Я уже приготовился явить подобающую мягкость и кротость, раболепствовать и прислуживаться, когда, к моему удивлению, мистер Тобиас Ахиллес Лемприёр вытащил из-за спины малюсенькую табуреточку, поставил её на грязный пол и плюхнулся на неё своим массивным седалищем; и любой смертный сказал бы, что в своём облегающем чёрном фраке он очень похож на подгоревший роли-поли (то есть на рулет с вареньем — так называют его в Англии и тем же именем дразнят всех коротышек), насаженный на вилку и готовый при малейшем нажатии скрыть её всю, столь велика была его огромная, жирная задница.

— РИСУНОК ЭТОЙ РЫБИНЫ, КЕАПИ… ПРЕКРАСНАЯ РАБОТА… ПРОСТО ВЕЛИКОЛЕПНАЯ… — проговорил он, поглубже насаживаясь на табуретик. — КОНЦЕПЦИЯ… ИСПОЛНЕНИЕ… ИСКЛЮЧИТЕЛЬНО… НАУЧНО… — Мне уже было подумалось, будто ему нужно, чтобы я написал его портрет; он походил немного на оплывшего жиром Марата, и мне показалось, что я смог бы подмахнуть ему сносную копию, когда Доктор ещё раз вздохнул и продолжил: — ОЧЕНЬ КСТАТИ… ОБЕД ВЧЕРА ВЕЧЕРОМ… СЛАВНЫЙ КАПИТАН… — произнёс он уже с некоторым раздражением, ибо, может быть, полагал, что моя немота указывает на тупое непонимание того, что он хочет сказать. — ВИДЕЛ АМУРНЫЙ ТРИПТИХ… РЫБИНА ГРАНДИОЗНА… ОРЁЛ НЕ ОЧЕНЬ… ГОРБАТАЯ КРЫСА ПЛОХА… НО Я ПОДУМАЛ… ПО КРАЙНЕЙ МЕРЕ, СПОСОБНОСТИ… РЫБЫ… ТЕБЯ… МНЕ ПРОВИДЕНИЕ… МОЯ МЕЧТА… ПОСЛУЖИТЬ НАУКЕ. — Затем он спросил меня с некоторым, как я почувствовал, самоуничижением, проявившимся в том, что он наконец удосужился выдать практически полностью завершённое предложение: — ТАК ВЫ ХУДОЖНИК С ИЗВЕСТНЫМ ОПЫТОМ?

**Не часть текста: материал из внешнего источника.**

impl RetargetOp for IKChainsOp {
    impl_op_settings!(IKChains);

    fn kind(&self) -> OpKind {
        return OpKind::IKChains;
    }

    fn parent_op_kind(&self) -> Option<OpKind> {
        return Some(OpKind::RunIKRig);
    }

    fn initialize(&mut self, ctx: &mut OpInitContext) -> bool {
        let source_rig = ctx.source_rig.clone();
        let target_rig = ctx.effective_target_rig().clone();
        ctx.goals.add_rig_goals(&target_rig);

        self.mapping = self.settings.chain_mapping.clone();
        if self.mapping.pairs().is_empty() {
            self.mapping
                .auto_map(&source_rig.chains, &target_rig.chains, AutoMapChainType::Exact, true);
        }

        self.pairs.clear();
        for (target_name, source_name) in self.mapping.mapped_pairs() {
            let settings_index = self.settings.chains.iter().position(|c| c.target_chain == target_name);
            if let Some(idx) = settings_index {
                if !self.settings.chains[idx].enable_ik {
                    continue;
                }
            }
            let goal = match target_rig.chain(target_name).and_then(|c| c.ik_goal.clone()) {
                Some(goal) => goal,
                // FK only chain
                None => continue,
            };
            if target_rig.goal(&goal).is_none() || !ctx.goals.contains(&goal) {
                ctx.log.warning(format!(
                    "{}: goal '{}' of chain '{}' not found in rig '{}'",
                    self.header.name, goal, target_name, target_rig.name
                ));
                return false;
            }

            let target = ctx.chains.chain(RetargetSide::Target, &target_rig.name, target_name);
            let source = ctx.chains.chain(RetargetSide::Source, &source_rig.name, source_name);
            let (source, target) = match (source, target) {
                (Some(source), Some(target)) => (source, target),
                _ => {
                    ctx.log.warning(format!(
                        "{}: chain pair '{}' <- '{}' not found",
                        self.header.name, target_name, source_name
                    ));
                    return false;
                }
            };
            if !source.is_valid() || !target.is_valid() {
                ctx.log.warning(format!(
                    "{}: skipping invalid chain pair '{}' <- '{}'",
                    self.header.name, target_name, source_name
                ));
                continue;
            }

            self.pairs.push(IKChainPair {
                goal,
                settings_index,
                source_length_inv: safe_div(1.0, source.initial_length(), 0.0),
                source: source.clone(),
                target: target.clone(),
            });
        }
        return true;
    }

    fn run(&mut self, ctx: &mut OpRunContext) {
        let pelvis_delta = ctx.frame.pelvis_translation_delta();
        for pair in &self.pairs {
            let encoded = pair.encode(ctx.source_pose);
            let (mut position, rotation) = self.decode(pair, &encoded, ctx.target_pose);

            if !self.settings.affect_ik_horizontal {
                position.x -= pelvis_delta.x;
                position.y -= pelvis_delta.y;
            }
            if !self.settings.affect_ik_vertical {
                position.z -= pelvis_delta.z;
            }

            let settings = pair.settings_index.map(|idx| &self.settings.chains[idx]);
            let baseline = match pair.target.end_bone() {
                Some(end) => ctx.target_pose[end],
                None => continue,
            };
            let goal = match ctx.frame.goals.goal_mut(&pair.goal) {
                Some(goal) => goal,
                None => continue,
            };
            goal.add_component_goal(
                position,
                rotation,
                &baseline,
                settings.map(|s| s.position_alpha).unwrap_or(1.0),
                settings.map(|s| s.rotation_alpha).unwrap_or(1.0),
            );
        }
    }

    fn collect_retargeted_bones(&self, out: &mut Vec<usize>) {
        for pair in &self.pairs {
            out.extend_from_slice(pair.target.bone_indices());
        }
    }

    fn chain_mapping(&self) -> Option<&ChainMapping> {
        return Some(&self.mapping);
    }
}

#[cfg(test)]
mod tests {
    use std::sync::Arc;

    use super::*;
    use crate::ik_goal::IKGoalSpace;
    use crate::run_ik_rig_op::{RunIKRigOp, RunIKRigSettings};
    use crate::test_utils::{GoalSnapSolverFactory, OpHarness};

    fn ik_ops(settings: IKChainsSettings) -> (IKChainsOp, RunIKRigOp) {
        let mut ik = IKChainsOp::new("IK Chains", settings);
        ik.header_mut().parent = Some("Run IK".into());
        let run = RunIKRigOp::new("Run IK", RunIKRigSettings::new(None, Arc::new(GoalSnapSolverFactory)));
        return (ik, run);
    }

    #[test]
    fn test_identity_goals() {
        let mut harness = OpHarness::new(1.0, 1.0);
        let (mut ik, run) = ik_ops(IKChainsSettings::default());
        assert!(harness.initialize(&mut ik, Some(&run)));
        assert_eq!(ik.goals().count(), 4);
        assert_eq!(ik.parent_op_kind(), Some(OpKind::RunIKRig));

        let calf = harness.source_bone("calf_l");
        let source = harness.source_pose(|_, local| local[calf].rotation = Quat::from_rotation_x(0.6));
        harness.run(&mut ik, &source);

        let goal = harness.frame.goals.goal("LeftFootIK").unwrap();
        let foot = harness.source_bone("foot_l");
        assert_eq!(goal.space, IKGoalSpace::Component);
        assert!(goal.position.abs_diff_eq(source[foot].translation, 1e-3));
        assert!(goal.rotation.abs_diff_eq(source[foot].rotation, 1e-4));
        assert_eq!(goal.position_alpha, 1.0);
    }

    #[test]
    fn test_extension_doubles_reach() {
        let mut harness = OpHarness::new(1.0, 1.0);
        let (mut ik, run) = ik_ops(IKChainsSettings {
            chains: vec![IKChainSettings {
                extension: 2.0,
                ..IKChainSettings::new("LeftLeg")
            }],
            ..Default::default()
        });
        assert!(harness.initialize(&mut ik, Some(&run)));

        let source = harness.source_pose(|_, _| {});
        harness.run(&mut ik, &source);
        let goal = harness.frame.goals.goal("LeftFootIK").unwrap();
        let root = harness.target.retarget_global_pose()[harness.target_bone("thigh_l")].translation;
        let end = harness.target.retarget_global_pose()[harness.target_bone("foot_l")].translation;
        assert!(goal.position.abs_diff_eq(root + (end - root) * 2.0, 1e-3));
    }

    #[test]
    fn test_sibling_ops_add_up() {
        let mut harness = OpHarness::new(1.0, 1.0);
        let (mut legs, run) = ik_ops(IKChainsSettings {
            chains: vec![IKChainSettings {
                static_offset: Vec3::new(1.0, 0.0, 0.0),
                ..IKChainSettings::new("LeftLeg")
            }],
            ..Default::default()
        });
        let mut offsets = IKChainsOp::new(
            "IK Offsets",
            IKChainsSettings {
                chain_mapping: ChainMapping::from_pairs([("LeftLeg", "LeftLeg")]),
                chains: vec![IKChainSettings {
                    static_offset: Vec3::new(0.0, 5.0, 0.0),
                    position_alpha: 0.5,
                    ..IKChainSettings::new("LeftLeg")
                }],
                ..Default::default()
            },
        );
        offsets.header_mut().parent = Some("Run IK".into());
        assert!(harness.initialize(&mut legs, Some(&run)));
        assert!(harness.initialize(&mut offsets, Some(&run)));

        let source = harness.source_pose(|_, _| {});
        harness.run(&mut legs, &source);
        harness.run_again(&mut offsets, &source);

        // foot at (10, 0, 5), both offsets kept
        let goal = harness.frame.goals.goal("LeftFootIK").unwrap();
        assert_eq!(goal.space, IKGoalSpace::Component);
        assert!(goal.position.abs_diff_eq(Vec3::new(11.0, 5.0, 5.0), 1e-3));
        assert_eq!(goal.position_alpha, 1.0);
        let goal = harness.frame.goals.goal("RightFootIK").unwrap();
        assert!(goal.position.abs_diff_eq(Vec3::new(-10.0, 0.0, 5.0), 1e-3));
    }

    #[test]
    fn test_scaled_target() {
        let mut harness = OpHarness::new(1.0, 2.0);
        let (mut ik, run) = ik_ops(IKChainsSettings::default());
        assert!(harness.initialize(&mut ik, Some(&run)));

        // knee bent so the foot moves 10% of the leg length forward
        let thigh = harness.source_bone("thigh_l");
        let source = harness.source_pose(|_, local| {
            local[thigh].rotation = Quat::from_rotation_x((0.1f32).asin());
        });
        harness.run(&mut ik, &source);
        let goal = harness.frame.goals.goal("LeftFootIK").unwrap();
        let root = harness.target.retarget_global_pose()[harness.target_bone("thigh_l")].translation;
        let reach = goal.position - root;
        assert!((reach.length() - 180.0).abs() < 1e-2);
        assert!((reach.y - 18.0).abs() < 1e-2);
    }

    #[test]
    fn test_offsets_and_vertical_scale() {
        let mut harness = OpHarness::new(1.0, 1.0);
        let (mut ik, run) = ik_ops(IKChainsSettings {
            chains: vec![IKChainSettings {
                static_offset: Vec3::new(1.0, 0.0, 0.0),
                static_local_offset: Vec3::new(0.0, 2.0, 0.0),
                scale_vertical: 2.0,
                ..IKChainSettings::new("LeftLeg")
            }],
            ..Default::default()
        });
        assert!(harness.initialize(&mut ik, Some(&run)));
        let source = harness.source_pose(|_, _| {});
        harness.run(&mut ik, &source);
        let goal = harness.frame.goals.goal("LeftFootIK").unwrap();
        // foot at (10, 0, 5) in the reference pose
        assert!(goal.position.abs_diff_eq(Vec3::new(11.0, 2.0, 10.0), 1e-3));
    }

    #[test]
    fn test_pelvis_delta_removed() {
        let mut harness = OpHarness::new(1.0, 1.0);
        let (mut ik, run) = ik_ops(IKChainsSettings {
            affect_ik_horizontal: false,
            affect_ik_vertical: false,
            ..Default::default()
        });
        assert!(harness.initialize(&mut ik, Some(&run)));

        harness.target.generate_base_pose();
        harness.frame.reset(false);
        harness.frame.set_pelvis_motion(crate::op::PelvisMotionDelta {
            pelvis: harness.target_bone("pelvis"),
            translation_delta: Vec3::new(3.0, 4.0, 5.0),
            rotation_delta: Quat::IDENTITY,
        });
        let source = harness.source_pose(|_, _| {});
        harness.run_again(&mut ik, &source);
        let goal = harness.frame.goals.goal("LeftFootIK").unwrap();
        assert!(goal.position.abs_diff_eq(Vec3::new(7.0, -4.0, 0.0), 1e-3));
    }

    #[test]
    fn test_missing_goal() {
        let mut harness = OpHarness::new(1.0, 1.0);
        let mut rig = crate::test_utils::new_biped_rig("TargetRig");
        rig.goals.retain(|g| g.name != "LeftFootIK");
        harness.target_rig = Arc::new(rig);
        harness.frame.goals.clear();

        let (mut ik, run) = ik_ops(IKChainsSettings::default());
        harness.log.clear();
        assert!(!harness.initialize(&mut ik, Some(&run)));
        assert!(harness.log.contains(crate::logger::LogLevel::Warning, "LeftFootIK"));
    }
}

Я торопливо рассказал несколько тут же придуманных историй, подтвердивших это предположение и, похоже, его успокоивших, ибо каждая следующая строилась на основе его замечаний касательно того, каким должно и каким не должно быть искусство. Здесь требовалось держаться золотой середины между высокомерием и подобострастием, дабы показать, что я знаю себе цену: несколько более высокую по сравнению с прочими каторжниками, несколько более низкую по сравнению с людьми его круга; это было похоже на хождение по высоко натянутому канату, с которого я пару раз чуть не сверзился, однако, споткнувшись, тут же вновь обретал равновесие, вскользь упомянув о Шагги Аккермане — Доктор, разумеется, ни черта о нём не слышал, что, впрочем, естественно, ведь Шагги был гравёр. В своих как бы случайных замечаниях я именовал этого последнего восхитительным Аккерманом, гениальным Аккерманом, которому сильный ганноверский акцент не помешал стать королём всех лондонских гравёров и отблеск славы которого должен был возвысить меня в глазах расплывшегося пудинга.